**Input data**
#[cfg(test)]
mod tests {
    use super::*;
    use crate::pipeline::entity::XhtmlEntities;
    use crate::xslt::parse::MAX_NESTING;
    use crate::xslt::stylesheet::XSLT_NAMESPACE;

    fn compile(templates: &str) -> Result<Stylesheet> {
        Stylesheet::compile(&format!(
            r#"<xsl:stylesheet version="1.0" xmlns:xsl="{XSLT_NAMESPACE}"><xsl:output method="xml" omit-xml-declaration="yes"/>{templates}</xsl:stylesheet>"#
        ))
    }

    fn run(templates: &str, source: &str) -> Result<String> {
        transform_text(&compile(templates)?, source, "in.xhtml", &XhtmlEntities)
    }

    const IDENTITY: &str = r#"<xsl:template match="@* | node()"><xsl:copy><xsl:apply-templates select="@* | node()"/></xsl:copy></xsl:template>"#;

    #[test]
    fn test_identity_transform() {
        let source = r#"<html xmlns="http://www.w3.org/1999/xhtml"><body class="x"><p>a &amp; b</p><!--c--></body></html>"#;
        assert_eq!(run(IDENTITY, source).unwrap(), source);
    }

    #[test]
    fn test_builtin_rules_copy_text() {
        assert_eq!(run("", "<a>x<b y='1'>z</b><!--no--><?pi no?></a>").unwrap(), "xz");
    }

    #[test]
    fn test_rename_with_priority_conflicts() {
        let templates = format!(
            r#"{IDENTITY}
            <xsl:template match="p"><para><xsl:apply-templates/></para></xsl:template>
            <xsl:template match="p[@class='skip']"/>"#
        );
        assert_eq!(
            run(&templates, r#"<d><p>one</p><p class="skip">two</p></d>"#).unwrap(),
            "<d><para>one</para></d>"
        );
    }

    #[test]
    fn test_modes_and_named_templates() {
        let templates = r#"
            <xsl:template match="/"><r><xsl:apply-templates select="//i" mode="m"/><xsl:call-template name="tail"/></r></xsl:template>
            <xsl:template match="i" mode="m">[<xsl:value-of select="."/>]</xsl:template>
            <xsl:template match="i">wrong</xsl:template>
            <xsl:template name="tail"><end n="{count(//i)}"/></xsl:template>"#;
        assert_eq!(
            run(templates, "<l><i>1</i><i>2</i></l>").unwrap(),
            r#"<r>[1][2]<end n="2"/></r>"#
        );
    }

    #[test]
    fn test_control_flow() {
        let templates = r#"
            <xsl:template match="/">
              <xsl:for-each select="//n">
                <xsl:choose>
                  <xsl:when test=". &gt; 2">big</xsl:when>
                  <xsl:otherwise><xsl:value-of select="position()"/></xsl:otherwise>
                </xsl:choose>
                <xsl:if test="position() != last()">,</xsl:if>
              </xsl:for-each>
            </xsl:template>"#;
        assert_eq!(
            run(templates, "<l><n>1</n><n>5</n><n>2</n></l>").unwrap(),
            "1,big,3"
        );
    }

    #[test]
    fn test_current_inside_predicates() {
        let templates = r#"
            <xsl:template match="/">
              <xsl:for-each select="//ref"><xsl:value-of select="//p[@id = current()/@to]"/></xsl:for-each>
            </xsl:template>"#;
        assert_eq!(
            run(templates, r#"<l><p id="a">A</p><p id="b">B</p><ref to="b"/></l>"#).unwrap(),
            "B"
        );
    }

    #[test]
    fn test_computed_nodes() {
        let templates = r#"
            <xsl:template match="/*">
              <xsl:element name="{local-name()}-x" namespace="urn:x">
                <xsl:attribute name="id">a<xsl:value-of select="@k"/></xsl:attribute>
                <xsl:comment>note--here-</xsl:comment>
                <xsl:copy-of select="b"/>
              </xsl:element>
            </xsl:template>"#;
        assert_eq!(
            run(templates, r#"<doc k="7"><b>bold</b></doc>"#).unwrap(),
            r#"<doc-x xmlns="urn:x" id="a7"><!--note- -here- --><b xmlns="">bold</b></doc-x>"#
        );
    }

    #[test]
    fn test_strip_space() {
        let templates = r#"<xsl:strip-space elements="*"/><xsl:preserve-space elements="pre"/>"#;
        assert_eq!(
            run(templates, "<a> <b> </b> x <pre> </pre></a>").unwrap(),
            " x  "
        );
    }

    #[test]
    fn test_variables_and_params() {
        let templates = r#"
            <xsl:param name="greeting" select="'hi'"/>
            <xsl:variable name="count" select="count(//v)"/>
            <xsl:template match="/">
              <r g="{$greeting}" n="{$count}">
                <xsl:variable name="count" select="2"/>
                <xsl:attribute name="c"><xsl:value-of select="$count"/></xsl:attribute>
                <xsl:call-template name="show"><xsl:with-param name="p" select="//v[1]"/></xsl:call-template>
                <xsl:call-template name="show"/>
              </r>
              <xsl:value-of select="$count"/>
            </xsl:template>
            <xsl:template name="show"><xsl:param name="p" select="'default'"/><v><xsl:value-of select="$p"/></v></xsl:template>"#;
        assert_eq!(
            run(templates, "<l><v>x</v><v>y</v><v>z</v></l>").unwrap(),
            r#"<r g="hi" n="3" c="2"><v>x</v><v>default</v></r>3"#
        );
    }

    #[test]
    fn test_apply_templates_passes_params() {
        // Built-in rules hand parameters on to the templates they reach
        let templates = r#"
            <xsl:template match="/"><r><xsl:apply-templates select="*"><xsl:with-param name="sep" select="'-'"/></xsl:apply-templates></r></xsl:template>
            <xsl:template match="i"><xsl:param name="sep"/><xsl:value-of select="concat(., $sep)"/></xsl:template>"#;
        assert_eq!(
            run(templates, "<l><i>a</i><i>b</i></l>").unwrap(),
            "<r>a-b-</r>"
        );
    }

    #[test]
    fn test_result_tree_fragments() {
        let templates = r#"
            <xsl:variable name="frag"><b>bold</b> tail</xsl:variable>
            <xsl:template match="/"><r len="{string-length($frag)}"><xsl:copy-of select="$frag"/></r></xsl:template>"#;
        assert_eq!(
            run(templates, "<a/>").unwrap(),
            r#"<r len="9"><b>bold</b> tail</r>"#
        );
    }

    #[test]
    fn test_sorting() {
        let source = r#"<l><i k="2">a</i><i k="10">z</i><i k="x">b</i><i k="5">c</i></l>"#;
        let numeric = r#"
            <xsl:template match="/">
              <xsl:for-each select="//i">
                <xsl:sort select="@k" data-type="number" order="descending"/>
                <xsl:value-of select="."/>;</xsl:for-each>
            </xsl:template>"#;
        assert_eq!(run(numeric, source).unwrap(), "z;c;a;b;");

        let text = r#"<xsl:template match="/"><xsl:apply-templates select="//i"><xsl:sort select="."/></xsl:apply-templates></xsl:template>"#;
        assert_eq!(run(text, source).unwrap(), "abcz");
    }

    #[test]
    fn test_processing_instructions() {
        let templates = r#"<xsl:template match="/"><r><xsl:processing-instruction name="xml-stylesheet">href="s.css" ?&gt;</xsl:processing-instruction></r></xsl:template>"#;
        assert_eq!(
            run(templates, "<a/>").unwrap(),
            r#"<r><?xml-stylesheet href="s.css" ? >?></r>"#
        );

        let reserved = r#"<xsl:template match="/"><xsl:processing-instruction name="xml">v</xsl:processing-instruction></xsl:template>"#;
        assert!(matches!(run(reserved, "<a/>"), Err(Error::Xslt(_))));

        assert_eq!(
            run(IDENTITY, "<a><?pi data?><b/></a>").unwrap(),
            "<a><?pi data?><b/></a>"
        );
        let matched = format!(
            r#"{IDENTITY}<xsl:template match="processing-instruction()"><seen/></xsl:template>"#
        );
        assert_eq!(
            run(&matched, "<a><?pi data?><b/></a>").unwrap(),
            "<a><seen/><b/></a>"
        );
    }

    #[test]
    fn test_internal_subset_entities_reach_output() {
        let source = r#"<!DOCTYPE x [<!ENTITY foo "bar">]><x>&foo;</x>"#;
        assert_eq!(run(IDENTITY, source).unwrap(), "<x>bar</x>");
    }

    fn nested(depth: usize) -> String {
        let mut doc = "<d>".repeat(depth);
        doc.push_str(&"</d>".repeat(depth));
        doc
    }

    #[test]
    fn test_deep_documents_on_a_small_caller_stack() {
        let worker = thread::Builder::new()
            .stack_size(2 * 1024 * 1024)
            .spawn(|| {
                let depth = 1000;
                let mut expected = "<d>".repeat(depth - 1);
                expected.push_str("<d/>");
                expected.push_str(&"</d>".repeat(depth - 1));

                assert_eq!(run(IDENTITY, &nested(depth)).unwrap(), expected);
                let copy = r#"<xsl:template match="/"><xsl:copy-of select="."/></xsl:template>"#;
                assert_eq!(run(copy, &nested(depth)).unwrap(), expected);

                assert!(matches!(
                    run(IDENTITY, &nested(MAX_NESTING * 5)),
                    Err(Error::MalformedMarkup { .. })
                ));
            })
            .unwrap();
        worker.join().unwrap();
    }

    #[test]
    fn test_runtime_errors() {
        let recursive = r#"<xsl:template match="/"><xsl:call-template name="loop"/></xsl:template>
                           <xsl:template name="loop"><xsl:call-template name="loop"/></xsl:template>"#;
        assert!(matches!(run(recursive, "<a/>"), Err(Error::Xslt(_))));

        let missing = r#"<xsl:template match="/"><xsl:call-template name="nope"/></xsl:template>"#;
        assert!(matches!(run(missing, "<a/>"), Err(Error::Xslt(_))));

        let bad_name = r#"<xsl:template match="/"><xsl:element name="1x"/></xsl:template>"#;
        assert!(matches!(run(bad_name, "<a/>"), Err(Error::Xslt(_))));

        let not_nodes = r#"<xsl:template match="/"><xsl:apply-templates select="'s'"/></xsl:template>"#;
        assert!(matches!(run(not_nodes, "<a/>"), Err(Error::Xslt(_))));

        let unbound = r#"<xsl:template match="/"><xsl:value-of select="$nowhere"/></xsl:template>"#;
        assert!(matches!(run(unbound, "<a/>"), Err(Error::Xslt(_))));
    }

    #[test]
    fn test_transform_into_caller_documents() {
        let sheet = compile(r#"<xsl:template match="/">top<b/></xsl:template>"#).unwrap();
        let source = Package::new();
        let source = source.as_document();
        source.root().append_child(source.create_element("a"));
        let result = Package::new();
        let result = result.as_document();
        let container = transform(&sheet, &source, &result).unwrap();
        assert_eq!(children(Node::Element(container)).len(), 2);
        assert_eq!(serialize(container, sheet.output()), "top<b/>");
    }
}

**Exercise requirements**
Search the entries above for "crate". Show every line that has it.

**Answer to the exercise**
    use crate::pipeline::entity::XhtmlEntities;
    use crate::xslt::parse::MAX_NESTING;
    use crate::xslt::stylesheet::XSLT_NAMESPACE;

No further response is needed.